# Problem details
Nothing but the lines from the line with "if matches!(e.status_code(), Some(401" through the end of the data is to be copied, and each is to be copied exactly.

BEGIN Records supplied

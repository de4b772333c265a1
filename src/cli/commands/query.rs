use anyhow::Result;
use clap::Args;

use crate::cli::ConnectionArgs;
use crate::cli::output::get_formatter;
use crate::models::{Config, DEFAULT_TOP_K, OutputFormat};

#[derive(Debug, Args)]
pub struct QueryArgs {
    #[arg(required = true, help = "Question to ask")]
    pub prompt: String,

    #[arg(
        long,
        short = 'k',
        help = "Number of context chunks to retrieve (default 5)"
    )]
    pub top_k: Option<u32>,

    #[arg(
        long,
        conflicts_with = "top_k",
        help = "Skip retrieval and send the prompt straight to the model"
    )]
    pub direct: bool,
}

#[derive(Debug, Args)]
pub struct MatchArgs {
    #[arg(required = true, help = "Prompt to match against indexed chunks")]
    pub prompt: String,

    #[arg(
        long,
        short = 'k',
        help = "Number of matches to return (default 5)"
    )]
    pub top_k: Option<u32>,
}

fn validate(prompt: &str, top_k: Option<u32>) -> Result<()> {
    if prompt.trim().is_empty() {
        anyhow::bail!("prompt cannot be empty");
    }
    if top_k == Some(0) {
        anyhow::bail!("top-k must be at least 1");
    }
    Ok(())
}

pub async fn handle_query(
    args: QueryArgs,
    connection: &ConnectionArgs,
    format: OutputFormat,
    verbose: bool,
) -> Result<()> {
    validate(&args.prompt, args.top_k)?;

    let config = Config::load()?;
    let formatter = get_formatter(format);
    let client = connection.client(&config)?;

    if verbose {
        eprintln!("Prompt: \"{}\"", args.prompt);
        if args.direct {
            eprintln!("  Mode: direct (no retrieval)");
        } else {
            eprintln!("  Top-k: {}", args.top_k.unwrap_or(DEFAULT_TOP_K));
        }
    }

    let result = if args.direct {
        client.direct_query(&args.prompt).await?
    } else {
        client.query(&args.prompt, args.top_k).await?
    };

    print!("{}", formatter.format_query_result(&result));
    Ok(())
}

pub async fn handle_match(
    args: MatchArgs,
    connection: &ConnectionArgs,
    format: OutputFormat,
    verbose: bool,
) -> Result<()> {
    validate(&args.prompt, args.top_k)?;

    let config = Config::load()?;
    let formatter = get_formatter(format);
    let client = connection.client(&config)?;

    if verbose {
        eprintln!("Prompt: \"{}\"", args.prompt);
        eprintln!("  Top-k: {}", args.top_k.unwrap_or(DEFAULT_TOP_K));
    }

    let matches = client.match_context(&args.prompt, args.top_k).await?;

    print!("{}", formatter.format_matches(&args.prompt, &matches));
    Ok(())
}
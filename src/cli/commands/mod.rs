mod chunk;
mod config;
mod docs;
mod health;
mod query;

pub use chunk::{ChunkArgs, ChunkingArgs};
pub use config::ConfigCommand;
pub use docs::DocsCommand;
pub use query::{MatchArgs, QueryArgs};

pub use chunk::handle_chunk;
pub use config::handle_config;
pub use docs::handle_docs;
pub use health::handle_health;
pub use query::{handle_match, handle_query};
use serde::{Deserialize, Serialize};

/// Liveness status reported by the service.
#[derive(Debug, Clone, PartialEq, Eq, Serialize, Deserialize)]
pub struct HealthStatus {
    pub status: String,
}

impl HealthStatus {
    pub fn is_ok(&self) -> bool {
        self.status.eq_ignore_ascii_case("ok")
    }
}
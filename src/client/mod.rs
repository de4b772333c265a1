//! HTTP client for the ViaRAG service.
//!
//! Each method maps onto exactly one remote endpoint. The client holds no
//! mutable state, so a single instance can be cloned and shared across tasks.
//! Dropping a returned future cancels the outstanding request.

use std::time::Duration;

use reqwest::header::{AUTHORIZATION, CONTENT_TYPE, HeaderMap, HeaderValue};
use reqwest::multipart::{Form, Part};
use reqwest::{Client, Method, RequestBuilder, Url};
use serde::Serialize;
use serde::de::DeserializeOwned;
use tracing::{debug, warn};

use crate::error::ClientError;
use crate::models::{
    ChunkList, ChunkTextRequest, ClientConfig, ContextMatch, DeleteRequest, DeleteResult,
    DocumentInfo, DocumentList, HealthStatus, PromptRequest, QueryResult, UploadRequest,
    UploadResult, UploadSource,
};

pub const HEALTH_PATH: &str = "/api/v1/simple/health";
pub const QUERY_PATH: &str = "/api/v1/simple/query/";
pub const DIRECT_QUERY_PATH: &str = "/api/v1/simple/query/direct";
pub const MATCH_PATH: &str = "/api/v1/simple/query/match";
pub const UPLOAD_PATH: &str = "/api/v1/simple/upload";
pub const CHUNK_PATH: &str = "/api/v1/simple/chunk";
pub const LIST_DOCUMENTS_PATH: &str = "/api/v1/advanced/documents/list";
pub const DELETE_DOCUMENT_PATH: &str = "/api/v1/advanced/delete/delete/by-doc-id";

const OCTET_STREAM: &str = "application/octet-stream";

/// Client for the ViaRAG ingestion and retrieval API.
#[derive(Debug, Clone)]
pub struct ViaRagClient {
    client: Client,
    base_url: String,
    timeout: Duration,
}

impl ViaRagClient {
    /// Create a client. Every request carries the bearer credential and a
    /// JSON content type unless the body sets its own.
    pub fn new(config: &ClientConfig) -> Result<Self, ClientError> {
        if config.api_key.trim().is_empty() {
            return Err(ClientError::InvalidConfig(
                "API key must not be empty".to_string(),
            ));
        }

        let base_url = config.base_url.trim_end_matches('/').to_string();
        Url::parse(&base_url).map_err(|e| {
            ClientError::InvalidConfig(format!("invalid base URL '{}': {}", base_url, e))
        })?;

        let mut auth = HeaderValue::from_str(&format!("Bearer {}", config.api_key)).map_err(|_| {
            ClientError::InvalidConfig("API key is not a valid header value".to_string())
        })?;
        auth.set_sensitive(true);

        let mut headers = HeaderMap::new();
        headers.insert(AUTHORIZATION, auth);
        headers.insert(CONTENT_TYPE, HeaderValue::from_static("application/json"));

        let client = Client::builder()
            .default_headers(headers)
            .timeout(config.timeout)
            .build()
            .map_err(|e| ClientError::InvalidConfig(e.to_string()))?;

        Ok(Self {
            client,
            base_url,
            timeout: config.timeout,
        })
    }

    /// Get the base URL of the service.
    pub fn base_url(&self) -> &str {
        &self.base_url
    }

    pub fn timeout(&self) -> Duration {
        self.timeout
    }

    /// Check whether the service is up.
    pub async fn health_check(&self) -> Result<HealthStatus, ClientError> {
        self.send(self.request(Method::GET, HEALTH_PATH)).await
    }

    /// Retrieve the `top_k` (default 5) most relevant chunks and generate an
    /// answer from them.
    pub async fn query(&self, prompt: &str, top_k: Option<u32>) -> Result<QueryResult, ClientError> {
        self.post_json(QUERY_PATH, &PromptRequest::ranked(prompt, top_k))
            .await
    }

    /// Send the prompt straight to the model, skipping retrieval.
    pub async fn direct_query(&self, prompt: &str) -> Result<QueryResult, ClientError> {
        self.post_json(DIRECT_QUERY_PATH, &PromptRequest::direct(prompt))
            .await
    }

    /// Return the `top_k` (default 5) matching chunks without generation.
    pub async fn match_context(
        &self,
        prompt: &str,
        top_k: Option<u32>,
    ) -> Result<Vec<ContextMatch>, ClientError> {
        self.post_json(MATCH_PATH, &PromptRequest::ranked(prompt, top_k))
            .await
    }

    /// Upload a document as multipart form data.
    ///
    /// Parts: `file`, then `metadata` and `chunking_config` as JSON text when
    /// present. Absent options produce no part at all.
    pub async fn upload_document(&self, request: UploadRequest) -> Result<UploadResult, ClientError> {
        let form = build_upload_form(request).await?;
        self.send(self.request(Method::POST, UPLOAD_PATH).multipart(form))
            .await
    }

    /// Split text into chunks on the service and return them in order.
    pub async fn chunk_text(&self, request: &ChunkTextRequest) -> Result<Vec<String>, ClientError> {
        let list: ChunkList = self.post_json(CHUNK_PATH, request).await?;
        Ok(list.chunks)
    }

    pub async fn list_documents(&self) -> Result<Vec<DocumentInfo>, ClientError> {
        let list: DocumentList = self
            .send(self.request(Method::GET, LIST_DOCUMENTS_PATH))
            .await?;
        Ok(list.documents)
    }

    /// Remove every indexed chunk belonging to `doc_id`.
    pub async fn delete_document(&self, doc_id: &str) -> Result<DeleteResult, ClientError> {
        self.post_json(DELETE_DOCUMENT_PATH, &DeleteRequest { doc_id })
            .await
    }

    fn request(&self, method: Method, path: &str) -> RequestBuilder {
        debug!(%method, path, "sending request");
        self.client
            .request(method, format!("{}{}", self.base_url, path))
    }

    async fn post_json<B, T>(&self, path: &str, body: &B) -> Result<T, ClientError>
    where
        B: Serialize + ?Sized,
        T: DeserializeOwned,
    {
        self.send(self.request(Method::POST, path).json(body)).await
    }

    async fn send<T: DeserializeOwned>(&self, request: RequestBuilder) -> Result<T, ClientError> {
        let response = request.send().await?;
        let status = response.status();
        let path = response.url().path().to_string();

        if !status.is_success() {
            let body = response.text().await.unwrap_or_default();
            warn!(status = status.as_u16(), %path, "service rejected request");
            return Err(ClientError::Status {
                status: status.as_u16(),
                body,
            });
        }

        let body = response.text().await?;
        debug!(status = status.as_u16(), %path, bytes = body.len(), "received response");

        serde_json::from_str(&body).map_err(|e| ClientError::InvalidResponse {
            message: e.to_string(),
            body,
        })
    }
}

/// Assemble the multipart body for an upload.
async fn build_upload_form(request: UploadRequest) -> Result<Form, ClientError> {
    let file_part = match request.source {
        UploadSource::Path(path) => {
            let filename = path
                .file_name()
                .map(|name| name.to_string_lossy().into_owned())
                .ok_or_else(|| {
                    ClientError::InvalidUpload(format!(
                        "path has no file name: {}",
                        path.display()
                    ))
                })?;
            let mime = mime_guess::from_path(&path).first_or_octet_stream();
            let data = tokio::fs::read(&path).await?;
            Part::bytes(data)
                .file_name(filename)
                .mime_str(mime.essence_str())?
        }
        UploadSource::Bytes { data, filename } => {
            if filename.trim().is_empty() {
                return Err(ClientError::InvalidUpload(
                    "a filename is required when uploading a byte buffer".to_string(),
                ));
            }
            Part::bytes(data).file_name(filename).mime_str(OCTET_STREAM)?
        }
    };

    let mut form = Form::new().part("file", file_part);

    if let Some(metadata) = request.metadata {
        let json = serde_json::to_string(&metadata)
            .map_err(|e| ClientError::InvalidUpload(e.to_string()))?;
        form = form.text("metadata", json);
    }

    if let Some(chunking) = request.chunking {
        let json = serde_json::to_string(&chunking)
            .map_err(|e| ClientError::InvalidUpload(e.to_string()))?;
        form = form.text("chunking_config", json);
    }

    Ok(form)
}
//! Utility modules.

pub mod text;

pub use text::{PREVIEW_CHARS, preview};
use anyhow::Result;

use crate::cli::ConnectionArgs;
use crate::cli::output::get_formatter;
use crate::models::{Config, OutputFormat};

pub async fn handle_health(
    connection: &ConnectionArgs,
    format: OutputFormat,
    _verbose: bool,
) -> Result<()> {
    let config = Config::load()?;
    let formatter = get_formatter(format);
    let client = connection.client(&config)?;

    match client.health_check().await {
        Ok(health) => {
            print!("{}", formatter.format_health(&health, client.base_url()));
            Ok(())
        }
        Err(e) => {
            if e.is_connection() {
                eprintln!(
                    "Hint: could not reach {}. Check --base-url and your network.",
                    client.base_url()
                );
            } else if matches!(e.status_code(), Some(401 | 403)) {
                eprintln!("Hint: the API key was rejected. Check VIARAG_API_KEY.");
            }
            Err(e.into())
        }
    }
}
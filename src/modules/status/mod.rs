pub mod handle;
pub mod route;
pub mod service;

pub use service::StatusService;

END Records supplied

# Response area
            } else if matches!(e.status_code(), Some(401 | 403)) {
                eprintln!("Hint: the API key was rejected. Check VIARAG_API_KEY.");
            }
            Err(e.into())
        }
    }
}
filename src/modules/status/mod.rs
pub mod handle;
pub mod route;
pub mod service;

pub use service::StatusService;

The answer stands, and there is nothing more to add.